Collected data
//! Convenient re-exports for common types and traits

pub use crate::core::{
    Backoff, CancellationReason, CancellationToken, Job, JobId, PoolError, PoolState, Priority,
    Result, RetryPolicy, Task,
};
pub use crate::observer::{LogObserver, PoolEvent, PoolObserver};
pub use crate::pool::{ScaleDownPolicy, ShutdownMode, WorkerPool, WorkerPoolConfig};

• [What this task involves]: For each line of the entries that includes "crate", show that line.

• [Exercise response]:
pub use crate::core::{
pub use crate::observer::{LogObserver, PoolEvent, PoolObserver};
pub use crate::pool::{ScaleDownPolicy, ShutdownMode, WorkerPool, WorkerPoolConfig};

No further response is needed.